If you’re not familiar with mimosas, they’re a cocktail typically made with champagne and chilled citrus juice, specifically, orange juice unless otherwise noted. Traditionally, it is served in tall champagne flutes.

Most often they are enjoyed at brunch. They are also popular drinks at weddings or birthdays. In the case of this recipe, it’s perfect for the holiday season. This is a seasonal cocktail that will take you all the way from when the leaves start falling in October through the New Year.

Christmas Mimosa

If you’re looking for a simple cocktail perfect for Thanksgiving, Christmas, or the New Year, then this Pomegranate Mimosa is the recipe you’re looking for. This drink is eye-catching with its ruby-red color and rosemary garnish.

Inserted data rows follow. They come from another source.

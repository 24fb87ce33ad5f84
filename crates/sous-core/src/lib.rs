//! Core types and error definitions for the Sous recipe gateway.
//!
//! This crate provides the types shared across all Sous crates: the recipe
//! data model exchanged over HTTP, the validated request types, the unified
//! error enum and the process [`Settings`].
//!
//! # Main types
//!
//! - [`SousError`]: Unified error enum for all Sous subsystems.
//! - [`SousResult`]: Convenience alias for `Result<T, SousError>`.
//! - [`RecipeSuggestionRequest`] / [`RecipeParsingRequest`]: Validated request bodies.
//! - [`RecipeSuggestion`] / [`ParsedRecipe`]: Response payloads.
//! - [`Settings`]: Immutable configuration loaded once at startup.

/// Environment-sourced process configuration.
pub mod config;
/// Unified error type.
pub mod error;
/// Recipe request and response shapes.
pub mod recipe;
/// Field-level validation errors and the payload conversion trait.
pub mod validation;

pub use config::{Environment, ModelSettings, Settings};
pub use error::{SousError, SousResult};
pub use recipe::{
    ConfidenceScore, ParsedRecipe, RecipeIngredient, RecipeParsingPayload, RecipeParsingRequest,
    RecipeParsingResponse, RecipeSuggestion, RecipeSuggestionPayload, RecipeSuggestionRequest,
    RecipeSuggestionResponse, MIN_RECIPE_TEXT_CHARS,
};
pub use validation::{FieldError, FromPayload, ValidationErrors};
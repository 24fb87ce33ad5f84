//! HTTP gateway for the Sous recipe service.
//!
//! [`GatewayServer::build`] assembles the axum router: a health check plus the
//! two API-key protected `/api/ai/*` routes, wrapped in the timing, panic
//! recovery and CORS layers.

/// CORS policy built from the allowed origins.
pub mod cors;
/// Client-facing errors and their `{"detail": ...}` bodies.
pub mod error;
/// Validating JSON extractor.
pub mod extract;
/// Route handlers and fallbacks.
pub mod handlers;
/// API-key gate, timing and panic recovery.
pub mod middleware;
/// Router assembly.
pub mod server;

pub use error::ApiError;
pub use middleware::{AuthConfig, API_KEY_HEADER, PROCESS_TIME_HEADER};
pub use server::{AppState, GatewayServer, MAX_REQUEST_BODY_BYTES};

pomegranate mimosa garnished with rosemary

How to make Pomegranate Mimosa

Ingredients

  • champagne or sparkling wine – look for Brut or Extra Brut on the label. You can also use Prosecco (Italian sparkling wine) or Cava (Spanish sparkling wine). For a non-alcoholic drink, use sparkling grape juice.
  • pomegranate juice
  • lime juice – fresh is best, although bottled will work in a pinch.
  • pomegranate arils
  • rosemary sprigs, for garnish

Instructions

  1. Pour the champagne or sparkling wine into the champagne flutes until about half full.
  2. Next, pour the pomegranate juice in the flute until the champagne becomes a deep red color, leaving about an inch or two from the top of the glass.
  3. Pour in 1 tablespoon of the lime juice and add a spoonful of the pomegranate arils.
  4. Garnish with a sprig of fresh rosemary and serve immediately.
how to make pomegranate mimosa

Pomegranate Mimosa FAQs

What alcohol goes well with pomegranate juice?

Vodka and rum are great choices. It also pairs well with champagne or sparkling wine, like in this Pomegranate Mimosa recipe!

What champagne do you use for mimosas?

If using champagne, look for Brut or Extra Brut on the label. You can also use Prosecco (Italian sparkling wine) or Cava (Spanish sparkling wine).

When should you drink a mimosa?

Typically, they are served in tall champagne flutes as part of a brunch, wedding, birthdays, or holidays. Really, these simple cocktails are perfect for any occasion.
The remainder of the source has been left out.